The book was troubling to me in two different ways.  I will only write about the first this week: how the ‘confessing church’ time after time declined to call heresy what it was.  In hindsight it is easy for me to see the need for that church to have drawn a line in the sand and say, “No further!”  Yet they did not—mostly hoping that their accommodation and love would convince others of their error.  The strong statement of heresy, in their minds, worked against being able to work with those who remained in the state church even though it was condemning Jews to death and changing the Bible.  Soon it was too late to declare anything!  Martin Niemoller, a German pastor who was very reluctant to come out against the Nazis wrote after the war;

First they came for the communists, and I didn’t speak out because I wasn’t a communist.

Then they came for the trade unionists,
 and I didn’t speak out because I wasn’t a trade unionist.

Then they came for the Jews, 
and I didn’t speak out because I wasn’t a Jew.

Then they came for me
and there was no one left to speak out for me.

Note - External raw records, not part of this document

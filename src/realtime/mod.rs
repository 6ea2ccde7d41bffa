//! Real-time spawn feed boundary.
//!
//! The backend broadcasts `.spawn-cycle.created` events on region-scoped
//! channels (`spawn-cycles.{region}`). This module defines the transport
//! seam ([`SpawnFeed`]), the subscription handle, and the single boundary
//! function that turns a raw payload into a typed event; nothing
//! dynamically-shaped crosses into the synchronizer's merge logic.
//!
//! Two backends ship: redis pub/sub ([`RedisFeed`]) for deployments and an
//! in-process broker ([`MemoryFeed`]) for tests and offline runs.

pub mod memory;
pub mod redis;

use crate::constants::SPAWN_CYCLE_CREATED_EVENT;
use crate::error::{ClientError, Result};
use crate::models::SpawnRecord;
use async_trait::async_trait;
use serde::Deserialize;
use tokio::sync::mpsc;

pub use memory::MemoryFeed;
pub use redis::RedisFeed;

/// Envelope broadcast on spawn channels: event name plus event-specific
/// data.
#[derive(Debug, Deserialize)]
struct EventEnvelope {
    event: String,
    data: serde_json::Value,
}

/// Payload of a `.spawn-cycle.created` event.
#[derive(Debug, Clone, Deserialize, PartialEq)]
pub struct SpawnCycleCreated {
    pub spawn: SpawnRecord,
}

/// Parse a raw channel payload into a typed event. All shape validation
/// happens here; downstream code only ever sees [`SpawnRecord`]s. Events
/// other than `.spawn-cycle.created` parse to `None`.
pub fn parse_spawn_event(payload: &str) -> Result<Option<SpawnCycleCreated>> {
    let envelope: EventEnvelope = serde_json::from_str(payload)
        .map_err(|e| ClientError::Parse(format!("spawn channel envelope: {}", e)))?;

    if envelope.event != SPAWN_CYCLE_CREATED_EVENT {
        tracing::debug!("Ignoring unhandled event {}", envelope.event);
        return Ok(None);
    }

    serde_json::from_value(envelope.data)
        .map(Some)
        .map_err(|e| ClientError::Parse(format!("spawn-cycle event: {}", e)))
}

/// A live channel subscription. Payloads arrive on the receiver; `leave()`
/// (or dropping the handle) detaches from the channel immediately.
pub struct Subscription {
    channel: String,
    receiver: Option<mpsc::UnboundedReceiver<String>>,
    unsubscribe: Option<Box<dyn FnOnce() + Send>>,
}

impl Subscription {
    pub fn new(
        channel: impl Into<String>,
        receiver: mpsc::UnboundedReceiver<String>,
        unsubscribe: impl FnOnce() + Send + 'static,
    ) -> Self {
        Subscription {
            channel: channel.into(),
            receiver: Some(receiver),
            unsubscribe: Some(Box::new(unsubscribe)),
        }
    }

    pub fn channel(&self) -> &str {
        &self.channel
    }

    /// Take ownership of the payload stream. Returns `None` if already
    /// taken.
    pub fn take_receiver(&mut self) -> Option<mpsc::UnboundedReceiver<String>> {
        self.receiver.take()
    }

    /// Leave the channel. Synchronous: once this returns no further
    /// payloads are delivered.
    pub fn leave(mut self) {
        self.detach();
    }

    fn detach(&mut self) {
        if let Some(unsubscribe) = self.unsubscribe.take() {
            unsubscribe();
        }
    }
}

impl Drop for Subscription {
    fn drop(&mut self) {
        self.detach();
    }
}

/// Transport seam for the region-scoped spawn channels.
#[async_trait]
pub trait SpawnFeed: Send + Sync {
    /// Whether the underlying transport is currently usable. The
    /// synchronizer only binds region subscriptions while connected.
    fn is_connected(&self) -> bool;

    /// Subscribe to a channel by name. At most one subscription per region
    /// is the *caller's* contract; the feed itself allows any number.
    async fn subscribe(&self, channel: &str) -> Result<Subscription>;

    /// Backend name for logs.
    fn backend_name(&self) -> &'static str;
}

#[cfg(test)]
mod tests {
    use super::*;

    #[test]
    fn parses_created_event() {
        let payload = r#"{
            "event": ".spawn-cycle.created",
            "data": {
                "spawn": {
                    "id": 11,
                    "lat": 48.8566,
                    "lng": 2.3522,
                    "places_address": "Jardin du Luxembourg",
                    "spawned_at": "2025-07-01T10:00:00Z",
                    "expires_at": null,
                    "is_active": true,
                    "active_cycles": []
                }
            }
        }"#;

        let event = parse_spawn_event(payload).unwrap().unwrap();
        assert_eq!(event.spawn.id, 11);
        assert!(event.spawn.is_active);
    }

    #[test]
    fn other_events_are_skipped_not_errors() {
        let payload = r#"{"event": ".spawn-cycle.expired", "data": {}}"#;
        assert!(parse_spawn_event(payload).unwrap().is_none());
    }

    #[test]
    fn rejects_malformed_payloads() {
        assert!(parse_spawn_event("not json").is_err());
        assert!(parse_spawn_event("{}").is_err());
        // Right event, wrong data shape
        assert!(
            parse_spawn_event(r#"{"event": ".spawn-cycle.created", "data": {"spawn": 5}}"#)
                .is_err()
        );
    }

    #[test]
    fn leave_runs_unsubscribe_once() {
        use std::sync::atomic::{AtomicUsize, Ordering};
        use std::sync::Arc;

        let calls = Arc::new(AtomicUsize::new(0));
        let counter = calls.clone();

        let (_tx, rx) = mpsc::unbounded_channel();
        let sub = Subscription::new("spawn-cycles.europe", rx, move || {
            counter.fetch_add(1, Ordering::SeqCst);
        });

        assert_eq!(sub.channel(), "spawn-cycles.europe");
        sub.leave();
        assert_eq!(calls.load(Ordering::SeqCst), 1);
    }

    #[test]
    fn drop_detaches() {
        use std::sync::atomic::{AtomicUsize, Ordering};
        use std::sync::Arc;

        let calls = Arc::new(AtomicUsize::new(0));
        let counter = calls.clone();

        let (_tx, rx) = mpsc::unbounded_channel();
        {
            let _sub = Subscription::new("spawn-cycles.global", rx, move || {
                counter.fetch_add(1, Ordering::SeqCst);
            });
        }
        assert_eq!(calls.load(Ordering::SeqCst), 1);
    }
}
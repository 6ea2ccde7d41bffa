use crate::error::{ClientError, Result};
use crate::models::{DistantSpawnsResponse, NearbySpawnsResponse, ViewportBounds};
use crate::services::api::ApiClient;
use async_trait::async_trait;
use serde::{Deserialize, Serialize};

/// The spawn endpoints as the synchronizer sees them. A trait so tests (or
/// an alternate backend) can stand in for the HTTP implementation.
#[async_trait]
pub trait SpawnApi: Send + Sync {
    /// `GET /nearby/spawns?lat&lng`
    async fn fetch_nearby(&self, lat: f64, lng: f64) -> Result<NearbySpawnsResponse>;

    /// `GET /viewport/spawns?ne_lat&ne_lng&sw_lat&sw_lng&user_lat&user_lng`
    async fn fetch_viewport(
        &self,
        bounds: &ViewportBounds,
        user_lat: f64,
        user_lng: f64,
    ) -> Result<DistantSpawnsResponse>;

    /// `POST /spawn/{cycle_id}/capture` with the viewer's coordinates.
    async fn capture(&self, cycle_id: i64, lat: f64, lng: f64) -> Result<()>;
}

#[derive(Debug, Serialize)]
struct CaptureRequest {
    lat: f64,
    lng: f64,
}

/// Successful captures return an envelope whose `data` shape belongs to the
/// UI layer; the synchronizer only cares that the call went through.
#[derive(Debug, Deserialize)]
struct CaptureResponse {
    #[allow(dead_code)]
    data: serde_json::Value,
}

pub struct HttpSpawnApi {
    api: ApiClient,
}

impl HttpSpawnApi {
    pub fn new(api: ApiClient) -> Self {
        HttpSpawnApi { api }
    }
}

#[async_trait]
impl SpawnApi for HttpSpawnApi {
    async fn fetch_nearby(&self, lat: f64, lng: f64) -> Result<NearbySpawnsResponse> {
        self.api
            .get_json(
                "/nearby/spawns",
                &[("lat", lat.to_string()), ("lng", lng.to_string())],
            )
            .await
    }

    async fn fetch_viewport(
        &self,
        bounds: &ViewportBounds,
        user_lat: f64,
        user_lng: f64,
    ) -> Result<DistantSpawnsResponse> {
        self.api
            .get_json(
                "/viewport/spawns",
                &[
                    ("ne_lat", bounds.ne_lat.to_string()),
                    ("ne_lng", bounds.ne_lng.to_string()),
                    ("sw_lat", bounds.sw_lat.to_string()),
                    ("sw_lng", bounds.sw_lng.to_string()),
                    ("user_lat", user_lat.to_string()),
                    ("user_lng", user_lng.to_string()),
                ],
            )
            .await
    }

    async fn capture(&self, cycle_id: i64, lat: f64, lng: f64) -> Result<()> {
        let path = format!("/spawn/{}/capture", cycle_id);
        let body = CaptureRequest { lat, lng };

        match self.api.post_json::<CaptureResponse, _>(&path, &body).await {
            Ok(_) => Ok(()),
            // 401 already invalidated the session in the API client; keep
            // its classification so callers see an auth failure, not a
            // capture refusal.
            Err(e) if e.is_unauthorized() => Err(e),
            Err(ClientError::Api { message, .. }) => Err(ClientError::Capture(message)),
            Err(other) => Err(other),
        }
    }
}

#[cfg(test)]
mod tests {
    use super::*;

    #[test]
    fn capture_request_serializes_coordinates() {
        let body = CaptureRequest {
            lat: 14.5995,
            lng: 120.9842,
        };
        let json = serde_json::to_value(&body).unwrap();
        assert_eq!(json, serde_json::json!({"lat": 14.5995, "lng": 120.9842}));
    }

    #[test]
    fn capture_response_accepts_any_data_shape() {
        let parsed: CaptureResponse =
            serde_json::from_str(r#"{"data": {"captured": true, "xp": 120}}"#).unwrap();
        assert!(parsed.data.is_object());

        let parsed: CaptureResponse = serde_json::from_str(r#"{"data": null}"#).unwrap();
        assert!(parsed.data.is_null());
    }
}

I found myself wondering how often I join that Confessing Church in not speaking out or speaking up for what I know is right for fear offending or standing alone.  How many have known that passionate speaking behind closed doors do not result in public stances.  There have been many leaders who thought they had the support of people who could make a difference only to stand up take a stand, turn around and find they are suddenly alone.  It was interesting that it seem that such an experience never embittered Bonheoffer.   Even when in prison he had the confidence he had done right and the peace that allowed his faith to affect even those who imprisoned him.

Right is right whether we stand in a crowd that protects us or stand alone and are ‘picked off.’